__YOUR ASSIGNMENT__.
This exercise calls for every line of the listing below that contains the word "runs".

__GIVEN RECORDS__.
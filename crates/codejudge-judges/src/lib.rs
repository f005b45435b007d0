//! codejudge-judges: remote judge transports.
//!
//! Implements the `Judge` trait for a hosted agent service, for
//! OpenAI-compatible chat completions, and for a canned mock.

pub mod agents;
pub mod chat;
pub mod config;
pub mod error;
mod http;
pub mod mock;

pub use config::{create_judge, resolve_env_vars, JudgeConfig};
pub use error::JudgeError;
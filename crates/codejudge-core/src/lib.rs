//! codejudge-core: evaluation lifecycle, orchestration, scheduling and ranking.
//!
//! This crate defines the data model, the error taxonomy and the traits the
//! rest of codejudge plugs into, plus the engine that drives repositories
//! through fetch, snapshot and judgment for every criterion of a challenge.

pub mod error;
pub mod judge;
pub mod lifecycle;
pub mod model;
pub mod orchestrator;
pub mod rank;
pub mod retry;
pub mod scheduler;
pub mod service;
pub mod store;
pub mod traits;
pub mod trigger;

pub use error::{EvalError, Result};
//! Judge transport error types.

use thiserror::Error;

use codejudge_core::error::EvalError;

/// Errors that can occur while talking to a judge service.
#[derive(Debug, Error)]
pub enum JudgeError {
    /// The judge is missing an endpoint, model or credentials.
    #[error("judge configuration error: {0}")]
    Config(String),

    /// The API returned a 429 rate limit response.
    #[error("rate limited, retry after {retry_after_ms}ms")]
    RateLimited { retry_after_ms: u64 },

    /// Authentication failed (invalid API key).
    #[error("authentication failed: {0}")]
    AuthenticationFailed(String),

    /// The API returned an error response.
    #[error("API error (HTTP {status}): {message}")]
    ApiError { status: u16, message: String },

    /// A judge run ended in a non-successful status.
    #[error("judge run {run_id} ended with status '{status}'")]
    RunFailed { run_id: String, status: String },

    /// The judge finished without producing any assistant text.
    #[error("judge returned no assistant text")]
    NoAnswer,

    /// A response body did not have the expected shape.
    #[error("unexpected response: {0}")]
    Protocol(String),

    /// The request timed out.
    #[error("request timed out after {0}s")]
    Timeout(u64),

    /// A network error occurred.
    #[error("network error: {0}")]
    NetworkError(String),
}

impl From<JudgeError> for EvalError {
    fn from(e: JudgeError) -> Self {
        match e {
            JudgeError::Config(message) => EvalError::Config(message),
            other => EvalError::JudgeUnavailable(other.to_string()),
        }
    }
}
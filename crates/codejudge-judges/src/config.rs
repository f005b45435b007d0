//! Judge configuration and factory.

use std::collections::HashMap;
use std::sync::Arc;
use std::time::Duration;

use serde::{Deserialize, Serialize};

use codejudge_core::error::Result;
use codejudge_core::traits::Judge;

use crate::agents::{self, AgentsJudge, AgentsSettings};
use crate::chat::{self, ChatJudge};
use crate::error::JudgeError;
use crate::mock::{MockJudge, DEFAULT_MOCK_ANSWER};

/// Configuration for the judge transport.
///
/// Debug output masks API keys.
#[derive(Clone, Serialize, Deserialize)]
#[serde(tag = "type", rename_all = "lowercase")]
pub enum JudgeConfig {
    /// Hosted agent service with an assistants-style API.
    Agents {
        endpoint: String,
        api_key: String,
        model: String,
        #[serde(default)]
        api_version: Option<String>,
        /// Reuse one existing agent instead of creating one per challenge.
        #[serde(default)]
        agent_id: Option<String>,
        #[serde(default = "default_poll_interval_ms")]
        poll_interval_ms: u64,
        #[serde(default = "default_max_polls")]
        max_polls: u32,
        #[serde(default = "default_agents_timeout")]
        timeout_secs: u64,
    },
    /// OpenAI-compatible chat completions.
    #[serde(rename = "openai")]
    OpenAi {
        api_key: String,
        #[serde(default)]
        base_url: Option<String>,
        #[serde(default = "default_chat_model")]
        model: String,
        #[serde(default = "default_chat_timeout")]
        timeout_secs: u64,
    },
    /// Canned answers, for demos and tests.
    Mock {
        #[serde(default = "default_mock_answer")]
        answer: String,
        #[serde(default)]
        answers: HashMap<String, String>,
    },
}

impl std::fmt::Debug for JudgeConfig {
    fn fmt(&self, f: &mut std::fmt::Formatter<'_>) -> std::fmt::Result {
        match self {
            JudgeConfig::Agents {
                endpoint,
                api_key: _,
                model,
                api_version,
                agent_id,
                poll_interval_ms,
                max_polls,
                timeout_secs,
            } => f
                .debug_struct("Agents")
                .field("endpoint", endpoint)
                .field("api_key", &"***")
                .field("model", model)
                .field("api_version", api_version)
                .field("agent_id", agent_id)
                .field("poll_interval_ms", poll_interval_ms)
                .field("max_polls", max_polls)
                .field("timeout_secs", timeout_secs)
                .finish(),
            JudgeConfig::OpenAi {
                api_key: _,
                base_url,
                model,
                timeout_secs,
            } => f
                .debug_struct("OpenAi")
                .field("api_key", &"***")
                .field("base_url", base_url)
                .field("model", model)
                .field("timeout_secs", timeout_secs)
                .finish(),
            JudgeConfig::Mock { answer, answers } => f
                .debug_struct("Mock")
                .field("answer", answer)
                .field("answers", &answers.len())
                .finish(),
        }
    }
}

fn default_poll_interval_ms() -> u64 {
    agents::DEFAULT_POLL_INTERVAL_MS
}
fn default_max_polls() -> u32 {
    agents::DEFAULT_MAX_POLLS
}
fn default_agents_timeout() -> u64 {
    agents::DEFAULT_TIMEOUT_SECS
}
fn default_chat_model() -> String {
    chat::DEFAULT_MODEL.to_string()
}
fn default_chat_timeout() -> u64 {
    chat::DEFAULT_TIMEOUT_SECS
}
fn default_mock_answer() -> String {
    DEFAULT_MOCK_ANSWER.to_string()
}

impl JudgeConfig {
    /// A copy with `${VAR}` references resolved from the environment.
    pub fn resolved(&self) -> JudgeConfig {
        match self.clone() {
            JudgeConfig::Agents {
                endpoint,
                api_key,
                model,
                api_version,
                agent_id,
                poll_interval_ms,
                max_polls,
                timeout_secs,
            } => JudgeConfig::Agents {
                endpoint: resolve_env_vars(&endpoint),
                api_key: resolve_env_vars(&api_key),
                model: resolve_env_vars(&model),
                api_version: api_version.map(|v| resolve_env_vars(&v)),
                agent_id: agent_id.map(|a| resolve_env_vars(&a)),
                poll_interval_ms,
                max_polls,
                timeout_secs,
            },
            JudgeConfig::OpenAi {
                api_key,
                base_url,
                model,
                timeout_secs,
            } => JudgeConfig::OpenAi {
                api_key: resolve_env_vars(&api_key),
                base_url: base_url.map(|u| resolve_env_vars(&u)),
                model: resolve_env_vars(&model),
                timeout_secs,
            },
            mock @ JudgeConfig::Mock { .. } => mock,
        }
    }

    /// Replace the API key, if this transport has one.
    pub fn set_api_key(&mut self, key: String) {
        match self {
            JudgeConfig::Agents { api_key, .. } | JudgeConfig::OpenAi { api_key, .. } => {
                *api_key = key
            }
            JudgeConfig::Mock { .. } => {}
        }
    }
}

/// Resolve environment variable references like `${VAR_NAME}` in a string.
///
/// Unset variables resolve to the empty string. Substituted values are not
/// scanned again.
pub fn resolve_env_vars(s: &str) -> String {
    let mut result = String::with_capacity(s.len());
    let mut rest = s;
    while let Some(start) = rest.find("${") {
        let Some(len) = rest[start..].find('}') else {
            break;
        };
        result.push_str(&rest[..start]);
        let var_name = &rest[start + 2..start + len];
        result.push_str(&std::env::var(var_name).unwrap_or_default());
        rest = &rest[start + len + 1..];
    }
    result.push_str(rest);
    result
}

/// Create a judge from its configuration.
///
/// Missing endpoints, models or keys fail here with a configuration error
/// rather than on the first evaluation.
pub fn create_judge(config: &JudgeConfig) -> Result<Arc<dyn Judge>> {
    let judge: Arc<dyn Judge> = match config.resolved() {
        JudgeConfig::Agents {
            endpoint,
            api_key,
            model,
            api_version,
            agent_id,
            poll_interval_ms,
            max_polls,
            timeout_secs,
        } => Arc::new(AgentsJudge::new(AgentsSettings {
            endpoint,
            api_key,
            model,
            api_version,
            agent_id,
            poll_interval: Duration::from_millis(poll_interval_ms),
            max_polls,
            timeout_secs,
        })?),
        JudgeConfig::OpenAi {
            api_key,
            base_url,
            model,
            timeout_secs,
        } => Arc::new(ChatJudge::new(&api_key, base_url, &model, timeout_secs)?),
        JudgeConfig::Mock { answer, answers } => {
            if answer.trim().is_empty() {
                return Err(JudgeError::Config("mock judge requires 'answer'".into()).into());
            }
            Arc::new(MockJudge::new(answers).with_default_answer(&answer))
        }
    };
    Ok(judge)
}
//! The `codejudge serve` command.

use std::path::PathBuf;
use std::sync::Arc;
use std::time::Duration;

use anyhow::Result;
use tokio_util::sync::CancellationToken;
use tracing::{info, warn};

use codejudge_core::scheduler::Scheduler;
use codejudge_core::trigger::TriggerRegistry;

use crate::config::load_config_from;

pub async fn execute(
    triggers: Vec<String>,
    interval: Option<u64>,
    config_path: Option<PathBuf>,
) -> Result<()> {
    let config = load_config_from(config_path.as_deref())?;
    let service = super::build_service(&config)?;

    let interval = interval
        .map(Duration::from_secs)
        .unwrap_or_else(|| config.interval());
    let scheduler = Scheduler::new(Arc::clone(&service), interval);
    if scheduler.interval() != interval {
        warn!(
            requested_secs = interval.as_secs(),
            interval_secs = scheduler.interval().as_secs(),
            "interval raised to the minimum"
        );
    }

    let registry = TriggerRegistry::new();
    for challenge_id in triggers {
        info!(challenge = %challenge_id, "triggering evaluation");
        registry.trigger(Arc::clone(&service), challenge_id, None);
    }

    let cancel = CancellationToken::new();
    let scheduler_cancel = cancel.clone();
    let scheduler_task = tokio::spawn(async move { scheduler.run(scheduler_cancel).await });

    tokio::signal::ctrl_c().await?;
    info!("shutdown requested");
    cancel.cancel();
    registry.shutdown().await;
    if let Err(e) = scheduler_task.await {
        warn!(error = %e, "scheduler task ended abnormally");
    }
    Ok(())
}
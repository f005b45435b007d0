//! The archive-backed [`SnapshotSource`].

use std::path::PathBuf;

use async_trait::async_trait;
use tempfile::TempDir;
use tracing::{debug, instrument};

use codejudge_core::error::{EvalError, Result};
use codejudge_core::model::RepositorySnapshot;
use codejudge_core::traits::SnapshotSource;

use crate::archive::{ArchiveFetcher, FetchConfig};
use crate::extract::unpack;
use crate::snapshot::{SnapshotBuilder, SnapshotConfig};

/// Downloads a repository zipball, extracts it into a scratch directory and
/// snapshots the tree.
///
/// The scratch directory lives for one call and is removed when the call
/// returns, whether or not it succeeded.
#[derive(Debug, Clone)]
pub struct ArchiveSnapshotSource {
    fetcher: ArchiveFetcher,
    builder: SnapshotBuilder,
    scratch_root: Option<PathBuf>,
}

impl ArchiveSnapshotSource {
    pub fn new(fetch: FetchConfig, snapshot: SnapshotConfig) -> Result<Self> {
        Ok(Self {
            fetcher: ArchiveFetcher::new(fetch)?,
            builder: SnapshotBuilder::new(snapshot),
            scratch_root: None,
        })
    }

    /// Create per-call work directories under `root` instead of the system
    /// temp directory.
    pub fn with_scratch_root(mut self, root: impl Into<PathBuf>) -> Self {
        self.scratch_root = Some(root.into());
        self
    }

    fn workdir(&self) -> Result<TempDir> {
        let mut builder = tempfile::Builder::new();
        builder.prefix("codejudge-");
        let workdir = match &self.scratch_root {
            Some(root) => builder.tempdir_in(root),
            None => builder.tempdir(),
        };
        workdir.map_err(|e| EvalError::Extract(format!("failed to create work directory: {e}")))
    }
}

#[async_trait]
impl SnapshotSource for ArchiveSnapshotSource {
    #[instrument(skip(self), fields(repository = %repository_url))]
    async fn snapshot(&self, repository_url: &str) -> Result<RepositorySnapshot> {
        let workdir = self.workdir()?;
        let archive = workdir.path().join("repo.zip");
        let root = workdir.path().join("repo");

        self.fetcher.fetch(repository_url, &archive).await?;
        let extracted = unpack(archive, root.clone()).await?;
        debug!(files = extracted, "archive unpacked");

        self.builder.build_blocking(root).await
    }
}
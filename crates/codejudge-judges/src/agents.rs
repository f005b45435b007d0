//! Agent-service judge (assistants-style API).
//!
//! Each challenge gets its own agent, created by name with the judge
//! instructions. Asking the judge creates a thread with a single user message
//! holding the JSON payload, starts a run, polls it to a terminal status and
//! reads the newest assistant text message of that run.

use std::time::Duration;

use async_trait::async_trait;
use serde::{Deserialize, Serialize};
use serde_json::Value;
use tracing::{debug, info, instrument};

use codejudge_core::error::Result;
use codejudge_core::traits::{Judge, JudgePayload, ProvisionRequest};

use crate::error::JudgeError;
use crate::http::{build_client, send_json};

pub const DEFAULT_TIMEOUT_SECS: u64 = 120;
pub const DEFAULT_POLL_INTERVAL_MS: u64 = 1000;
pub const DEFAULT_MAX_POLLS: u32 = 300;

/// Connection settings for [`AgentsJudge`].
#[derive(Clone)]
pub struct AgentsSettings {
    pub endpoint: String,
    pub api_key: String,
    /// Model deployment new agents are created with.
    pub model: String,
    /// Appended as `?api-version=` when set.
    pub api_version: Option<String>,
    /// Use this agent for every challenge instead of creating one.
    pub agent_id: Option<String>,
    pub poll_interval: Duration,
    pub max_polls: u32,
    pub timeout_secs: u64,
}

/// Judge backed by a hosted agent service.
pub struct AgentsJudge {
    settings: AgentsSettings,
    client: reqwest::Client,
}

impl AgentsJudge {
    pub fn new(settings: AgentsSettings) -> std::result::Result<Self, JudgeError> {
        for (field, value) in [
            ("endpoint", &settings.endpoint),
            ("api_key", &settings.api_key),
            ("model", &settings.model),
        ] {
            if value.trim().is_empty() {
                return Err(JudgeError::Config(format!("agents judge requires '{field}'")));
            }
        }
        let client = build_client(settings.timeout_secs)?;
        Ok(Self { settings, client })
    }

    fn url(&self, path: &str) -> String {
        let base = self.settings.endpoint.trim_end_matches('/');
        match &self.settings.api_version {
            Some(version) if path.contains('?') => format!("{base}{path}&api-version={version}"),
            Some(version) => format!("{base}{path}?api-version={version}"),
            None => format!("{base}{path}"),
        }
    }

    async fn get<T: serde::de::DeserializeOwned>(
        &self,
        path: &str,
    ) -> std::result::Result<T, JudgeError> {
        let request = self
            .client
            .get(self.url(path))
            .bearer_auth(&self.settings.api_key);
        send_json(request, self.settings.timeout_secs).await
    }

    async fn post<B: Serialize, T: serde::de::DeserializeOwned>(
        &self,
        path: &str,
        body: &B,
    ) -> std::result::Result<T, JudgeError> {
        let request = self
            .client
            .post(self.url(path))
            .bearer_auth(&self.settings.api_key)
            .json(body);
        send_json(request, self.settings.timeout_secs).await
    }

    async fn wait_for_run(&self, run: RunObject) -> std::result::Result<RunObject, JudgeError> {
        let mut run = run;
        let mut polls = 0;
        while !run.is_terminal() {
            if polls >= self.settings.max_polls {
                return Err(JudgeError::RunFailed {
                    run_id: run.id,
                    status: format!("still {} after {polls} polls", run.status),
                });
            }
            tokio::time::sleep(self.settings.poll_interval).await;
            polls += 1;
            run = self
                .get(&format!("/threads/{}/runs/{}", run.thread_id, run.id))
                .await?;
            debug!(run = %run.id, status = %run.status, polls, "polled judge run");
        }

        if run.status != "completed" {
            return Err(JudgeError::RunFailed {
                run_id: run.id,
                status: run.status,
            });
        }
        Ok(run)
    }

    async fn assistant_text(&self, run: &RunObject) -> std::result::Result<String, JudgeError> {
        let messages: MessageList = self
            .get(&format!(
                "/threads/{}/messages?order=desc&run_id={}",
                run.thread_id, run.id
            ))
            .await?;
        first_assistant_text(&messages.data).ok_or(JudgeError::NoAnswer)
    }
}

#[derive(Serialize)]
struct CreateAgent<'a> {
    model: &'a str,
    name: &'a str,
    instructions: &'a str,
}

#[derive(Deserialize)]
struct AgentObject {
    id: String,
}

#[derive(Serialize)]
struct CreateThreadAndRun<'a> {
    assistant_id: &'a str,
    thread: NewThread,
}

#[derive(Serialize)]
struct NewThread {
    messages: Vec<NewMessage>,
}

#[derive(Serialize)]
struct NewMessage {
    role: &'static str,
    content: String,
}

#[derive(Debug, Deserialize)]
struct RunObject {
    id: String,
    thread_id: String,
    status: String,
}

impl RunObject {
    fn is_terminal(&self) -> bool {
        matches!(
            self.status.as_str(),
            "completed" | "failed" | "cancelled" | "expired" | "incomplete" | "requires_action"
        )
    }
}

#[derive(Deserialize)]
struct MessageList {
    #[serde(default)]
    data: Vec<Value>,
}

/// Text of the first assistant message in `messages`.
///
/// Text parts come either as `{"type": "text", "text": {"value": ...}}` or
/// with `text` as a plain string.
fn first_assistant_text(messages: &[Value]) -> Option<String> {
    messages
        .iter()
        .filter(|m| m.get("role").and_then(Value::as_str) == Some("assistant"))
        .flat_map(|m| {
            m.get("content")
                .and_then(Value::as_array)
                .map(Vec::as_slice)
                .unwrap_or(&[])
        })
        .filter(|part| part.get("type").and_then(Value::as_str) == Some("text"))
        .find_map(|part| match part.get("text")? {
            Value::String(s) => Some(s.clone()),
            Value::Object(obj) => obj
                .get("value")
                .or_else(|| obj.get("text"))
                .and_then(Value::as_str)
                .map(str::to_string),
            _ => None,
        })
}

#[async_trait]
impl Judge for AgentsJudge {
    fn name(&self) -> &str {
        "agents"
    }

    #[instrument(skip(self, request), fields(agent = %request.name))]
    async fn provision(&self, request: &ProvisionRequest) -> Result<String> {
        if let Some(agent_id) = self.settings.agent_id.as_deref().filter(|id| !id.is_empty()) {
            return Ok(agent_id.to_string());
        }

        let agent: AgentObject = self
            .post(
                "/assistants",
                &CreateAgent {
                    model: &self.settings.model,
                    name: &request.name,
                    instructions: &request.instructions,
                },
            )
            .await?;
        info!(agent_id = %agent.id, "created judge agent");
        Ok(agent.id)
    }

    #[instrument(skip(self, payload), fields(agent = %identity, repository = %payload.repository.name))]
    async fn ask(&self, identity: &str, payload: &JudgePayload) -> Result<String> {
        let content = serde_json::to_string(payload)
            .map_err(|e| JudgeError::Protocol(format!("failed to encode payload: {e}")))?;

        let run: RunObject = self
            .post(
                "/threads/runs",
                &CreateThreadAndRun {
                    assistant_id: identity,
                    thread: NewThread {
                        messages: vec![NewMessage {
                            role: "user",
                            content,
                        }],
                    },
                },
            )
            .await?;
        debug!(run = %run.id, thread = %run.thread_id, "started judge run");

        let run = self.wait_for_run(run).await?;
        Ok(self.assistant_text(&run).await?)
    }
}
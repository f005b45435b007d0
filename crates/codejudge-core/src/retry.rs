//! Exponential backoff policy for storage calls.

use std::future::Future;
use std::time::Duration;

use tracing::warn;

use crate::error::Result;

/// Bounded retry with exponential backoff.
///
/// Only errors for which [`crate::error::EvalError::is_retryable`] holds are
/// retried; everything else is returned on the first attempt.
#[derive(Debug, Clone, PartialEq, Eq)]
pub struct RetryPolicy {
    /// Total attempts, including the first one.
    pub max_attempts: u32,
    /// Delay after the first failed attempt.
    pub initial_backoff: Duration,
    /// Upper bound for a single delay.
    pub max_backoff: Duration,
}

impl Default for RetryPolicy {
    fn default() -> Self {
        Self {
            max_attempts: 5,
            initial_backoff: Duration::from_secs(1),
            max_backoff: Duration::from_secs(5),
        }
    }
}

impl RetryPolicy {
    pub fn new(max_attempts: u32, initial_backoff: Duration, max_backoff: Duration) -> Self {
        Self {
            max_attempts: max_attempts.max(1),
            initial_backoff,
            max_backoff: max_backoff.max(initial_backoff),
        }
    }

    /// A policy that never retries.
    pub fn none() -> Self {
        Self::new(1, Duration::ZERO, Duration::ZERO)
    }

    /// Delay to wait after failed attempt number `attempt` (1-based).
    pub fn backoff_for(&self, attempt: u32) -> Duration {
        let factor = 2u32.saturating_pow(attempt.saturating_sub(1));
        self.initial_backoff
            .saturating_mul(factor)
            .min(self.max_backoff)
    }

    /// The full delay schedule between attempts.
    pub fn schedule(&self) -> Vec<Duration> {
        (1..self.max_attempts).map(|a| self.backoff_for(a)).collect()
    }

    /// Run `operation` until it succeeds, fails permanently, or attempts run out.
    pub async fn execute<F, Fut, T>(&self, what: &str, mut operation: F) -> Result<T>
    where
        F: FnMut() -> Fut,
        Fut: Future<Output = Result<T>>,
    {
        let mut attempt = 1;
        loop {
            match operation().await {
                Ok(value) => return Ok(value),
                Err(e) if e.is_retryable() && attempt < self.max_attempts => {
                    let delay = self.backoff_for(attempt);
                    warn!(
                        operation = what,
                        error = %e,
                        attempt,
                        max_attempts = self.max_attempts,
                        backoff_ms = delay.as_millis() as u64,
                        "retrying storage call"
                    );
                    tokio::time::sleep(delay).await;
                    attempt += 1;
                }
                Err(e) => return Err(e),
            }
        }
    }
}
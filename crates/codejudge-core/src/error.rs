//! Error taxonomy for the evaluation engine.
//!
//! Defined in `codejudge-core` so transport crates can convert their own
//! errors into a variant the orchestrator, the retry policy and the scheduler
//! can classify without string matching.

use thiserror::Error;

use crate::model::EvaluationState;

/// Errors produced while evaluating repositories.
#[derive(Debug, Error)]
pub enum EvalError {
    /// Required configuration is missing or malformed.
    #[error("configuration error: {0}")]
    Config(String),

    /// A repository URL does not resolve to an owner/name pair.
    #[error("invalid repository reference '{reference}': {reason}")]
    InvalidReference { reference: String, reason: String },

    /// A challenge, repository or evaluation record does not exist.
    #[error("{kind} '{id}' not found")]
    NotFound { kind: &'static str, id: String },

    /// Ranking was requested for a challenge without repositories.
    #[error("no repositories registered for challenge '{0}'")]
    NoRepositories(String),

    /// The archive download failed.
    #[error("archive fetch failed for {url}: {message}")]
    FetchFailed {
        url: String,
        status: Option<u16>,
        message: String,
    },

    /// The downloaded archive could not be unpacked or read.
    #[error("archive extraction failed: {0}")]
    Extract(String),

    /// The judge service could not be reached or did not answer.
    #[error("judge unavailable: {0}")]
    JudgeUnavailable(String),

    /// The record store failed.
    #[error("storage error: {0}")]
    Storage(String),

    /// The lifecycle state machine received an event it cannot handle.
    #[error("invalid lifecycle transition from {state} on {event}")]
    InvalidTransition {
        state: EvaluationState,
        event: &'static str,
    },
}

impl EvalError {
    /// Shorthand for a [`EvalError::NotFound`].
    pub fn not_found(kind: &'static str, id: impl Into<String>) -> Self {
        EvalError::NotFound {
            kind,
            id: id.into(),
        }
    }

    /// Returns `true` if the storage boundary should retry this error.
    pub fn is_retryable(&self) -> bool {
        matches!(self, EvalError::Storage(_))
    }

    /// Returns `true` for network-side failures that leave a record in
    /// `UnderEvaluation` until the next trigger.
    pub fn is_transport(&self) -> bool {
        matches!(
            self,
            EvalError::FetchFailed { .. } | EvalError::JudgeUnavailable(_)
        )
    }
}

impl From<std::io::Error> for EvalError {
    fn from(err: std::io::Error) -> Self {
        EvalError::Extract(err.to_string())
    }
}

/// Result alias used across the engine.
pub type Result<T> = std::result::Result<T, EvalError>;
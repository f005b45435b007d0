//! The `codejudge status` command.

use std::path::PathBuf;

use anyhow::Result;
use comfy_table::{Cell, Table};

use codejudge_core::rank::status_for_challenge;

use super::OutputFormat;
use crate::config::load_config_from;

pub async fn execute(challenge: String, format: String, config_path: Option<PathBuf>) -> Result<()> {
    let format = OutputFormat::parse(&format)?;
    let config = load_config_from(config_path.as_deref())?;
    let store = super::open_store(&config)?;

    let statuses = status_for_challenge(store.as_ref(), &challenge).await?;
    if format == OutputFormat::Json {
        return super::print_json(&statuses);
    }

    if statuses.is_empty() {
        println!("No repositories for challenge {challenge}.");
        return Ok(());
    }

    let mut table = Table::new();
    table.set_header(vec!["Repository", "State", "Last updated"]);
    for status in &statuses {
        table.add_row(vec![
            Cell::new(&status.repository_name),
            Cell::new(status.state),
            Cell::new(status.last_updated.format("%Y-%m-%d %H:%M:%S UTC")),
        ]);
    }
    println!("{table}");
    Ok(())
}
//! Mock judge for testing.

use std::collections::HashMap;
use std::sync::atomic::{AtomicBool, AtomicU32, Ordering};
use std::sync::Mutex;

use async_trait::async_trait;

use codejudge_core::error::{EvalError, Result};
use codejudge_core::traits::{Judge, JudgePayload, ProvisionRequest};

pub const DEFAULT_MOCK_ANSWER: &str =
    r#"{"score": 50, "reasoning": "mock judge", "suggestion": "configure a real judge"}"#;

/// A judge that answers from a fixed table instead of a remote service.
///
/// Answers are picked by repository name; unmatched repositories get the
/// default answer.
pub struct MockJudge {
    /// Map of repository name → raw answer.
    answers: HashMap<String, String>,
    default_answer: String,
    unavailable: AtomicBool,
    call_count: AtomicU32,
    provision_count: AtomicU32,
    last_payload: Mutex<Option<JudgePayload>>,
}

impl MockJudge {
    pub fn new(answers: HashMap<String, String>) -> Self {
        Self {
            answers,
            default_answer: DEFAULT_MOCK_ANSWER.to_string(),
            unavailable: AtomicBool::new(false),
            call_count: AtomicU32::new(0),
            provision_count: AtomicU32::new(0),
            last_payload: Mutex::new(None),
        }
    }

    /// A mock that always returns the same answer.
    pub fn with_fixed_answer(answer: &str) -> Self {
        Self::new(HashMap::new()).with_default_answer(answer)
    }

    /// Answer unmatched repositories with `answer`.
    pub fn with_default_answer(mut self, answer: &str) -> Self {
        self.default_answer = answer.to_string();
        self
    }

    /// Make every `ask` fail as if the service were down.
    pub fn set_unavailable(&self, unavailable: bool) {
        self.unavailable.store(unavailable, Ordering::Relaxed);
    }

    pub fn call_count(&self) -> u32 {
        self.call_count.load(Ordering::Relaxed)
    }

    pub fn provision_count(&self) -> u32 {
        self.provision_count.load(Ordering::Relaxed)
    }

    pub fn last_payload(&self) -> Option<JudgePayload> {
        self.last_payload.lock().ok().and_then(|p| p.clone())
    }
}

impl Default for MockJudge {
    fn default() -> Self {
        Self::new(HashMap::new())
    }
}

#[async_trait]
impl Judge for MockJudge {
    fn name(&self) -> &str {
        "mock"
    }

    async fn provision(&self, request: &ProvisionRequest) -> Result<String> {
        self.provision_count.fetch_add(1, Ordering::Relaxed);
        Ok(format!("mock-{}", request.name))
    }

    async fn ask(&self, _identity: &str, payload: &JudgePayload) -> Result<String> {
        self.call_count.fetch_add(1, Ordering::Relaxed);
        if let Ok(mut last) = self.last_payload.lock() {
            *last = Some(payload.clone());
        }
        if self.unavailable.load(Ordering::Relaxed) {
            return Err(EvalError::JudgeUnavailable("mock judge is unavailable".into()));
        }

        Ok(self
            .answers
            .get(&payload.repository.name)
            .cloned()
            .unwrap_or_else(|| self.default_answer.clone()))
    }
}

__RESULT OF THIS TASK__.
                .get(&format!("/threads/{}/runs/{}", run.thread_id, run.id))
                "/threads/runs",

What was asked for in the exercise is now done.